Dancing is one of the most universal elements of cultures the world over.

In onomatopoeic, rhyming text, Bolling encourages readers to dance in styles including folk dance, classical ballet, breakdancing, and line dancing. Read aloud, the zippy text will engage young children: “Tappity Tap / Fingers Snap,” reads the rhyme on the double-page spread for flamenco; “Jiggity-Jig / Zig-zag-zig” describes Irish step dancing. The ballet pages stereotypically include only children in dresses or tutus, but one of these dancers wears hijab. Overall, children included are racially diverse and vary in gender presentation. Diaz’s illustrations show her background in animated films; her active child dancers generally have the large-eyed sameness of cartoon characters. The endpapers, with shoes and musical instruments, could become a matching game with pages in the book. The dances depicted are described at the end, including kathak from India and kuku from Guinea, West Africa.

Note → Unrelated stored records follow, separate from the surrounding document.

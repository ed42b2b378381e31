use std::collections::BTreeMap;
use std::fmt::{Display, Formatter};
use std::future::Future;
use std::pin::Pin;
use std::sync::Arc;
use std::time::Duration;

/// Default per-request timeout, matching the registries' usual latency.
pub const DEFAULT_REQUEST_TIMEOUT: Duration = Duration::from_secs(5);

/// Minimal HTTP method set needed by endpoint adapters.
#[derive(Debug, Clone, Copy, PartialEq, Eq)]
pub enum HttpMethod {
    Get,
    Post,
}

impl HttpMethod {
    pub const fn as_str(self) -> &'static str {
        match self {
            Self::Get => "GET",
            Self::Post => "POST",
        }
    }
}

/// HTTP request envelope built by an endpoint adapter.
#[derive(Debug, Clone, PartialEq, Eq)]
pub struct HttpRequest {
    pub method: HttpMethod,
    pub url: String,
    pub query: Vec<(String, String)>,
    pub headers: BTreeMap<String, String>,
    pub body: Option<String>,
    pub timeout: Duration,
}

impl HttpRequest {
    pub fn new(method: HttpMethod, url: impl Into<String>) -> Self {
        Self {
            method,
            url: url.into(),
            query: Vec::new(),
            headers: BTreeMap::new(),
            body: None,
            timeout: DEFAULT_REQUEST_TIMEOUT,
        }
    }

    pub fn get(url: impl Into<String>) -> Self {
        Self::new(HttpMethod::Get, url)
    }

    pub fn post(url: impl Into<String>) -> Self {
        Self::new(HttpMethod::Post, url)
    }

    pub fn with_query(mut self, name: impl Into<String>, value: impl Into<String>) -> Self {
        self.query.push((name.into(), value.into()));
        self
    }

    pub fn with_header(mut self, name: impl Into<String>, value: impl Into<String>) -> Self {
        self.headers
            .insert(name.into().to_ascii_lowercase(), value.into());
        self
    }

    pub fn with_headers<'h>(mut self, headers: impl IntoIterator<Item = (&'h str, &'h str)>) -> Self {
        for (name, value) in headers {
            self = self.with_header(name, value);
        }
        self
    }

    pub fn with_body(mut self, body: impl Into<String>) -> Self {
        self.body = Some(body.into());
        self
    }

    /// URL-encode `fields` as the body. An explicit content type set earlier wins.
    pub fn with_form<'f>(mut self, fields: impl IntoIterator<Item = (&'f str, &'f str)>) -> Self {
        self.headers
            .entry(String::from("content-type"))
            .or_insert_with(|| String::from("application/x-www-form-urlencoded"));
        self.body = Some(encode_pairs(fields));
        self
    }

    /// Send `name=value` as the request's cookie, replacing any set earlier.
    pub fn with_cookie(mut self, name: &str, value: &str) -> Self {
        self.headers.insert(String::from("cookie"), format!("{name}={value}"));
        self
    }

    pub fn with_timeout(mut self, timeout: Duration) -> Self {
        self.timeout = timeout;
        self
    }

    /// Full URL including the encoded query string.
    pub fn full_url(&self) -> String {
        if self.query.is_empty() {
            return self.url.clone();
        }

        let separator = if self.url.contains('?') { '&' } else { '?' };
        let query = encode_pairs(self.query.iter().map(|(k, v)| (k.as_str(), v.as_str())));
        format!("{}{separator}{query}", self.url)
    }

    pub fn query_value(&self, name: &str) -> Option<&str> {
        self.query
            .iter()
            .find(|(key, _)| key == name)
            .map(|(_, value)| value.as_str())
    }
}

fn encode_pairs<'p>(pairs: impl IntoIterator<Item = (&'p str, &'p str)>) -> String {
    pairs
        .into_iter()
        .map(|(name, value)| {
            format!(
                "{}={}",
                urlencoding::encode(name),
                urlencoding::encode(value)
            )
        })
        .collect::<Vec<_>>()
        .join("&")
}

/// HTTP response envelope returned by a transport.
#[derive(Debug, Clone, Default, PartialEq, Eq)]
pub struct HttpResponse {
    pub status: u16,
    pub body: String,
    /// Cookies set by the server on this response, by name.
    pub cookies: BTreeMap<String, String>,
}

impl HttpResponse {
    pub fn ok(body: impl Into<String>) -> Self {
        Self::with_status(200, body)
    }

    pub fn with_status(status: u16, body: impl Into<String>) -> Self {
        Self {
            status,
            body: body.into(),
            cookies: BTreeMap::new(),
        }
    }

    pub fn with_cookie(mut self, name: impl Into<String>, value: impl Into<String>) -> Self {
        self.cookies.insert(name.into(), value.into());
        self
    }

    pub const fn is_success(&self) -> bool {
        self.status >= 200 && self.status < 300
    }

    /// True when the body carries nothing but whitespace.
    pub fn is_blank(&self) -> bool {
        self.body.trim().is_empty()
    }

    pub fn cookie(&self, name: &str) -> Option<&str> {
        self.cookies.get(name).map(String::as_str)
    }
}

/// Transport-level failure classification.
#[derive(Debug, Clone, Copy, PartialEq, Eq)]
pub enum HttpErrorKind {
    Timeout,
    Connect,
    Other,
}

/// Transport-level HTTP error.
#[derive(Debug, Clone, PartialEq, Eq)]
pub struct HttpError {
    kind: HttpErrorKind,
    message: String,
}

impl HttpError {
    pub fn new(message: impl Into<String>) -> Self {
        Self {
            kind: HttpErrorKind::Other,
            message: message.into(),
        }
    }

    pub fn timeout(message: impl Into<String>) -> Self {
        Self {
            kind: HttpErrorKind::Timeout,
            message: message.into(),
        }
    }

    pub fn connect(message: impl Into<String>) -> Self {
        Self {
            kind: HttpErrorKind::Connect,
            message: message.into(),
        }
    }

    pub const fn kind(&self) -> HttpErrorKind {
        self.kind
    }

    pub fn message(&self) -> &str {
        &self.message
    }
}

impl Display for HttpError {
    fn fmt(&self, f: &mut Formatter<'_>) -> std::fmt::Result {
        f.write_str(&self.message)
    }
}

impl std::error::Error for HttpError {}

/// Boxed future returned by [`HttpClient::execute`].
pub type HttpFuture<'a> = Pin<Box<dyn Future<Output = Result<HttpResponse, HttpError>> + Send + 'a>>;

/// Transport contract consumed by lookups and bootstraps.
pub trait HttpClient: Send + Sync {
    fn execute<'a>(&'a self, request: HttpRequest) -> HttpFuture<'a>;
}

/// Production HTTP client using reqwest with a shared cookie store.
#[derive(Debug, Clone)]
pub struct ReqwestHttpClient {
    client: Arc<reqwest::Client>,
}

impl ReqwestHttpClient {
    /// Create a client with a cookie store and the crate user agent.
    pub fn new() -> Self {
        Self {
            client: Arc::new(
                reqwest::Client::builder()
                    .user_agent(concat!("orgprobe/", env!("CARGO_PKG_VERSION")))
                    .cookie_store(true)
                    .build()
                    .unwrap_or_else(|_| reqwest::Client::new()),
            ),
        }
    }

    /// Create a ReqwestHttpClient with a custom reqwest::Client.
    pub fn with_client(client: reqwest::Client) -> Self {
        Self {
            client: Arc::new(client),
        }
    }
}

impl Default for ReqwestHttpClient {
    fn default() -> Self {
        Self::new()
    }
}

impl HttpClient for ReqwestHttpClient {
    fn execute<'a>(&'a self, request: HttpRequest) -> HttpFuture<'a> {
        Box::pin(async move {
            let mut builder = match request.method {
                HttpMethod::Get => self.client.get(&request.url),
                HttpMethod::Post => self.client.post(&request.url),
            };

            if !request.query.is_empty() {
                builder = builder.query(&request.query);
            }

            for (name, value) in &request.headers {
                builder = builder.header(name, value);
            }

            builder = builder.timeout(request.timeout);

            if let Some(body) = request.body {
                builder = builder.body(body);
            }

            let response = builder.send().await.map_err(|e| {
                if e.is_timeout() {
                    HttpError::timeout(format!("request timeout: {e}"))
                } else if e.is_connect() {
                    HttpError::connect(format!("connection failed: {e}"))
                } else {
                    HttpError::new(format!("request failed: {e}"))
                }
            })?;

            let status = response.status().as_u16();
            let cookies = response
                .cookies()
                .map(|cookie| (cookie.name().to_owned(), cookie.value().to_owned()))
                .collect();
            let body = response.text().await.map_err(|e| {
                if e.is_timeout() {
                    HttpError::timeout(format!("response body timeout: {e}"))
                } else {
                    HttpError::new(format!("failed to read response body: {e}"))
                }
            })?;

            Ok(HttpResponse {
                status,
                body,
                cookies,
            })
        })
    }
}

Unfortunately, these explanations are quite rudimentary. Kathak dancers use their facial expressions extensively in addition to the “movements of their hands and their jingling feet,” as described in the book. Although today kuku is danced at all types of celebrations in several countries, it was once done after fishing, an activity acknowledged in the illustrations but not mentioned in the explanatory text.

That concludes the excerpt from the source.